● Problem: Where the word "impl" occurs in a line of the listing, please copy the line.

● Records to use:
= Beginning of Section =
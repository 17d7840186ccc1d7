use axum::Json;
use serde_json::json;

use sps_shared::account::AccountStatus;
use sps_shared::moderation::DashboardInfo;
use sps_shared::post::PostStatus;

use crate::{Error, RequireRoleContext};

/// The admin dashboard: derived sums over the live counts, recomputed
/// on every request.
///
/// Url: `/api/moderation/dashboard`
///
/// Response body: `200` with [`DashboardInfo`]. (json)
pub async fn dashboard(ctx: RequireRoleContext) -> Result<Json<DashboardInfo>, Error> {
    ctx.require_admin()?;

    let counts = super::counts();
    Ok(Json(DashboardInfo {
        total_students: counts.approved_students,
        pending_requests: counts.pending_requests(),
        flagged_content: counts.flagged_content(),
    }))
}

/// The raw per-entity moderation counts.
///
/// Url: `/api/moderation/counts`
///
/// Response body: `200` with [`sps_shared::moderation::ModerationCounts`]. (json)
pub async fn moderation_counts(
    ctx: RequireRoleContext,
) -> Result<Json<sps_shared::moderation::ModerationCounts>, Error> {
    ctx.require_admin()?;
    Ok(Json(super::counts()))
}

/// Everything waiting for an admin decision on the registration side:
/// pending accounts together with pending posts.
///
/// Url: `/api/moderation/review-requests`
///
/// Response body: `200` with
/// `{ "pending_accounts": [_], "pending_posts": [_] }`. (json)
pub async fn review_requests(ctx: RequireRoleContext) -> Result<Json<serde_json::Value>, Error> {
    ctx.require_admin()?;

    let pending_accounts: Vec<_> = crate::account::INSTANCE
        .inner()
        .read()
        .iter()
        .map(|account| account.read())
        .filter(|account| account.status() == AccountStatus::Pending)
        .map(|account| {
            json!({
                "id": account.id(),
                "email": account.email().to_string(),
                "full_name": account.full_name(),
                "registration_time": account.registration_time(),
            })
        })
        .collect();

    let pending_posts: Vec<_> = crate::post::INSTANCE
        .posts
        .read()
        .iter()
        .map(|post| post.read())
        .filter(|post| post.status == PostStatus::Pending)
        .map(|post| post.clone())
        .collect();

    Ok(Json(json!({
        "pending_accounts": pending_accounts,
        "pending_posts": pending_posts,
    })))
}

/// The combined moderation view: pending posts and pending complaints,
/// newest first.
///
/// Url: `/api/moderation/queue`
///
/// Response body: `200` with
/// `{ "pending_posts": [_], "pending_complaints": [_] }`. (json)
pub async fn moderation_queue(ctx: RequireRoleContext) -> Result<Json<serde_json::Value>, Error> {
    ctx.require_admin()?;

    let mut pending_posts: Vec<_> = crate::post::INSTANCE
        .posts
        .read()
        .iter()
        .map(|post| post.read())
        .filter(|post| post.status == PostStatus::Pending)
        .map(|post| post.clone())
        .collect();
    pending_posts.sort_by(|a, b| b.created_at.cmp(&a.created_at));

    let mut pending_complaints: Vec<_> = crate::complaint::INSTANCE
        .complaints
        .read()
        .iter()
        .map(|complaint| complaint.read())
        .filter(|complaint| {
            complaint.status == sps_shared::complaint::ComplaintStatus::Pending
        })
        .map(|complaint| complaint.clone())
        .collect();
    pending_complaints.sort_by(|a, b| b.created_at.cmp(&a.created_at));

    Ok(Json(json!({
        "pending_posts": pending_posts,
        "pending_complaints": pending_complaints,
    })))
}

/// The reported-post queue, most reported first.
///
/// Url: `/api/moderation/reported`
///
/// Response body: `200` with `{ "posts": [_] }`. (json)
pub async fn reported_posts(ctx: RequireRoleContext) -> Result<Json<serde_json::Value>, Error> {
    ctx.require_admin()?;

    let mut posts: Vec<_> = crate::post::INSTANCE
        .posts
        .read()
        .iter()
        .map(|post| post.read())
        .filter(|post| post.is_reported)
        .map(|post| post.clone())
        .collect();
    posts.sort_by(|a, b| b.reports_count.cmp(&a.reports_count));

    Ok(Json(json!({ "posts": posts })))
}

/// All approved student accounts.
///
/// Url: `/api/moderation/active-students`
///
/// Response body: `200` with `{ "students": [_] }`. (json)
pub async fn active_students(ctx: RequireRoleContext) -> Result<Json<serde_json::Value>, Error> {
    ctx.require_admin()?;

    let students: Vec<_> = crate::account::INSTANCE
        .inner()
        .read()
        .iter()
        .map(|account| account.read())
        .filter(|account| {
            account.status() == AccountStatus::Approved
                && account.role() == sps_shared::account::Role::Student
        })
        .map(|account| {
            json!({
                "id": account.id(),
                "email": account.email().to_string(),
                "full_name": account.full_name(),
            })
        })
        .collect();

    Ok(Json(json!({ "students": students })))
}
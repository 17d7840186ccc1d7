pub mod handle;

use serde::{Deserialize, Serialize};
use std::fmt::Display;

/// Immutable record of a moderation decision.
///
/// At most one of the entity references is populated. References to a
/// deleted entity are cleared; the record itself is never removed.
#[derive(Serialize, Deserialize, Debug, Clone)]
pub struct AdminAction {
    /// The only id of this record.
    pub id: u64,
    pub student_profile: Option<u64>,
    pub post: Option<u64>,
    pub complaint: Option<u64>,
    /// The acting admin's account id.
    pub admin: u64,
    pub action: ActionLabel,
    pub time: chrono::DateTime<chrono::Utc>,
}

/// What the admin decided.
#[derive(Clone, Copy, PartialEq, Eq, Debug, Serialize, Deserialize)]
pub enum ActionLabel {
    Approved,
    Rejected,
    Graduated,
    Deleted,
    Assigned,
    Resolved,
    Contacted,
}

impl ActionLabel {
    pub fn as_str(&self) -> &'static str {
        match self {
            ActionLabel::Approved => "Approved",
            ActionLabel::Rejected => "Rejected",
            ActionLabel::Graduated => "Graduated",
            ActionLabel::Deleted => "Deleted",
            ActionLabel::Assigned => "Assigned",
            ActionLabel::Resolved => "Resolved",
            ActionLabel::Contacted => "Contacted",
        }
    }
}

impl Display for ActionLabel {
    #[inline]
    fn fmt(&self, f: &mut std::fmt::Formatter<'_>) -> std::fmt::Result {
        f.write_str(self.as_str())
    }
}

/// Per-entity moderation counts, recomputed on every query.
#[derive(Serialize, Deserialize, Debug, Clone, Copy)]
pub struct ModerationCounts {
    /// Approved accounts with the Student role.
    pub approved_students: usize,
    pub pending_registrations: usize,
    pub pending_posts: usize,
    pub reported_posts: usize,
    pub pending_complaints: usize,
}

impl ModerationCounts {
    /// Pending registrations plus pending posts. Derived, never stored.
    #[inline]
    pub fn pending_requests(&self) -> usize {
        self.pending_registrations + self.pending_posts
    }

    /// Reported posts plus pending complaints. Derived, never stored.
    #[inline]
    pub fn flagged_content(&self) -> usize {
        self.reported_posts + self.pending_complaints
    }
}

/// The admin dashboard payload.
#[derive(Serialize, Deserialize, Debug, Clone, Copy)]
pub struct DashboardInfo {
    pub total_students: usize,
    pub pending_requests: usize,
    pub flagged_content: usize,
}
= End of Section =
● Exercise response:
impl ActionLabel {
impl Display for ActionLabel {
impl ModerationCounts {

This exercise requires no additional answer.